## EXERCISE OBJECTIVE
Search the material for the word "Some" and copy each line that holds it.

## MATERIAL FOR THE TASK
------------------------------------------------

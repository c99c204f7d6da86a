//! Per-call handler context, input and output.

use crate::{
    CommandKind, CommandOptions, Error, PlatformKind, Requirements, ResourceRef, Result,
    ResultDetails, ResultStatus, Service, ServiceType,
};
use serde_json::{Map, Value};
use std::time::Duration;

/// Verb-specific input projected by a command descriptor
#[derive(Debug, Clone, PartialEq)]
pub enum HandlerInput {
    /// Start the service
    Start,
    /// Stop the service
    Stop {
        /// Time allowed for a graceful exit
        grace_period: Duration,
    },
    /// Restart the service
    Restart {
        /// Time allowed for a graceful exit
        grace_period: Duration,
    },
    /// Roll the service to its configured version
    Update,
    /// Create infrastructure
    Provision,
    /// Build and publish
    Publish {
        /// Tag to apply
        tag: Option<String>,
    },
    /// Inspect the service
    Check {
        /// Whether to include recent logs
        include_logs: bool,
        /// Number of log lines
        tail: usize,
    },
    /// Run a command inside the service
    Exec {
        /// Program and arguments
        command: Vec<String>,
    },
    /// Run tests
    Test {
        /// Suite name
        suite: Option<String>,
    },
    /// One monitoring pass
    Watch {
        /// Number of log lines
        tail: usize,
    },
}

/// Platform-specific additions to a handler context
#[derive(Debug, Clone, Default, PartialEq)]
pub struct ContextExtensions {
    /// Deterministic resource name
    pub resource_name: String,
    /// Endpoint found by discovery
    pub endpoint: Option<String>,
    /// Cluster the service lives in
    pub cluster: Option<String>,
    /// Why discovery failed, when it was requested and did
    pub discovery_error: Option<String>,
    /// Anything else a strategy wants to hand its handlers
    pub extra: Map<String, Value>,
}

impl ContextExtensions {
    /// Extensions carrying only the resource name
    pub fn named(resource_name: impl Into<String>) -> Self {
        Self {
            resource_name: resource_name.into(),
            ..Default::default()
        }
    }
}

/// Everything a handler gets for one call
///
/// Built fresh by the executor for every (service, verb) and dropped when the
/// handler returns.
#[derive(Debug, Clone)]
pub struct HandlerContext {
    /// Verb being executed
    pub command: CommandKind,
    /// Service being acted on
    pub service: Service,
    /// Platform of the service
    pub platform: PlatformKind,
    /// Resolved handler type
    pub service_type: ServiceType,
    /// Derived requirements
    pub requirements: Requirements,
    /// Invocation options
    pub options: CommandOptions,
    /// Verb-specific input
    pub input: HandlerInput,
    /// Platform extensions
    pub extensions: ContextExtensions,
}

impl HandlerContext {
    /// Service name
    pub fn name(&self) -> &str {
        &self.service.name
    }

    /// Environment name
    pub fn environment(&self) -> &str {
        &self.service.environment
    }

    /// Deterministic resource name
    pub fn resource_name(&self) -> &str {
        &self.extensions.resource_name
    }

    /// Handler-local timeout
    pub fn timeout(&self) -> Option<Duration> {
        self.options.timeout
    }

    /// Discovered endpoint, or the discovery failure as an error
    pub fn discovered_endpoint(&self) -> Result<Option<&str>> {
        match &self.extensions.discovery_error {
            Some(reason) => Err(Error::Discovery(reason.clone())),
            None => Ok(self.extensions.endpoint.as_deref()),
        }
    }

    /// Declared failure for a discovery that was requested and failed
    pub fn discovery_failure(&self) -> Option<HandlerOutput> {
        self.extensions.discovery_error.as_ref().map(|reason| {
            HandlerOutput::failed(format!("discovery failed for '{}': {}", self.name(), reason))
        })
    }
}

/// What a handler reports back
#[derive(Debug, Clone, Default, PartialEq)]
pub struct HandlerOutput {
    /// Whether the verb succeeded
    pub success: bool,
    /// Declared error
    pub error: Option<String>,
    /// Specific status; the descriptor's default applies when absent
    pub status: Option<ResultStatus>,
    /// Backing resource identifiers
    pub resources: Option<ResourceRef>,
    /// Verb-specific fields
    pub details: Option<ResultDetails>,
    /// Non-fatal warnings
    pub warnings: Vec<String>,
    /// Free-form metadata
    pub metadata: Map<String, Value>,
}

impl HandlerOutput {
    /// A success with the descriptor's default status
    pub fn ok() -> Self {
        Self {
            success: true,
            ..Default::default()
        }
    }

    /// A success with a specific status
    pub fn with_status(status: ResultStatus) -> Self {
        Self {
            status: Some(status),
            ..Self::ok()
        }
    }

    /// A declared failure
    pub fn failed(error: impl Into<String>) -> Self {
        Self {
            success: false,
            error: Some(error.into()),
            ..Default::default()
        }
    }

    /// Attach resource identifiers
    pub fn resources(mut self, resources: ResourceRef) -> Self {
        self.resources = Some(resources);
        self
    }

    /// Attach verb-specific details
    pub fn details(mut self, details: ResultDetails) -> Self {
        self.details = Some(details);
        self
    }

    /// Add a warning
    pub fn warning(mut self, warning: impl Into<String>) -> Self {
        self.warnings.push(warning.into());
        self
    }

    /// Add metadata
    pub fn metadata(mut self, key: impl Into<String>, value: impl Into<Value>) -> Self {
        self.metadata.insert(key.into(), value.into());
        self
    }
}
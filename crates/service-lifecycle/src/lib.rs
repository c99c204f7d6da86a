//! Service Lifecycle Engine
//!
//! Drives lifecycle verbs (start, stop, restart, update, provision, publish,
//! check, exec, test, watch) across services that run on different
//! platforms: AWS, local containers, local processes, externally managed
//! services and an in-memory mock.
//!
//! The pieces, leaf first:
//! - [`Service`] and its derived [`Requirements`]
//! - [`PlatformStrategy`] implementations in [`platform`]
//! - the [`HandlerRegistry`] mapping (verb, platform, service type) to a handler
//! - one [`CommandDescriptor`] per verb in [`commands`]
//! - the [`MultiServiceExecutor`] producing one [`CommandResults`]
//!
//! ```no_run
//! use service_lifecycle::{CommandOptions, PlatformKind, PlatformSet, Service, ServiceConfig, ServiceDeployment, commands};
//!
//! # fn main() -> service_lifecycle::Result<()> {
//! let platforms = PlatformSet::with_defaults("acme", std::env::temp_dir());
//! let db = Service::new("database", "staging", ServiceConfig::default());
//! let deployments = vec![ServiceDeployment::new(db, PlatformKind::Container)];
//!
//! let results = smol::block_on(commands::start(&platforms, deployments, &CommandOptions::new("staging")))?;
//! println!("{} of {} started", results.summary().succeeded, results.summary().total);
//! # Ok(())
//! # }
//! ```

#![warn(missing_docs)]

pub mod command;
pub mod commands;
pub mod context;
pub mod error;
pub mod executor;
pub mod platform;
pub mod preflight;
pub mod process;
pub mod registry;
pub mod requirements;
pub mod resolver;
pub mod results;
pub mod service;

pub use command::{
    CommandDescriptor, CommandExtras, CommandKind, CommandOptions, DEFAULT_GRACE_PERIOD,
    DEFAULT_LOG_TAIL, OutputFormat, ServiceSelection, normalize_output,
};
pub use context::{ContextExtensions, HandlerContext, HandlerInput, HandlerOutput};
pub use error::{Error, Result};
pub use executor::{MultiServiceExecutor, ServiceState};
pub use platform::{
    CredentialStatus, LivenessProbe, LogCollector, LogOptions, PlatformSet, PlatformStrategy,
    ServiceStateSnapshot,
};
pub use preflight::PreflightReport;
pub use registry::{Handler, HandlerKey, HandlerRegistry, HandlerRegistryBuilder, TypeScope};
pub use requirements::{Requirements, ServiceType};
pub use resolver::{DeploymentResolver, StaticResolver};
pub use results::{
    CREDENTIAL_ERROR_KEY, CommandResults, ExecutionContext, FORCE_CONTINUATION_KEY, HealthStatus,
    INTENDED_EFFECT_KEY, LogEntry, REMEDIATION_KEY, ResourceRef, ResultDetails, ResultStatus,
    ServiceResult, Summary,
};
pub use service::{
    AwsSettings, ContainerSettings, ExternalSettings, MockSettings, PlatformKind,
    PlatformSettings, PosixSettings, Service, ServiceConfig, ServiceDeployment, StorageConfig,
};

------------------------------------------------

## ANSWER TO THIS TASK
            Some(reason) => Err(Error::Discovery(reason.clone())),
            status: Some(status),
            error: Some(error.into()),
        self.resources = Some(resources);
        self.details = Some(details);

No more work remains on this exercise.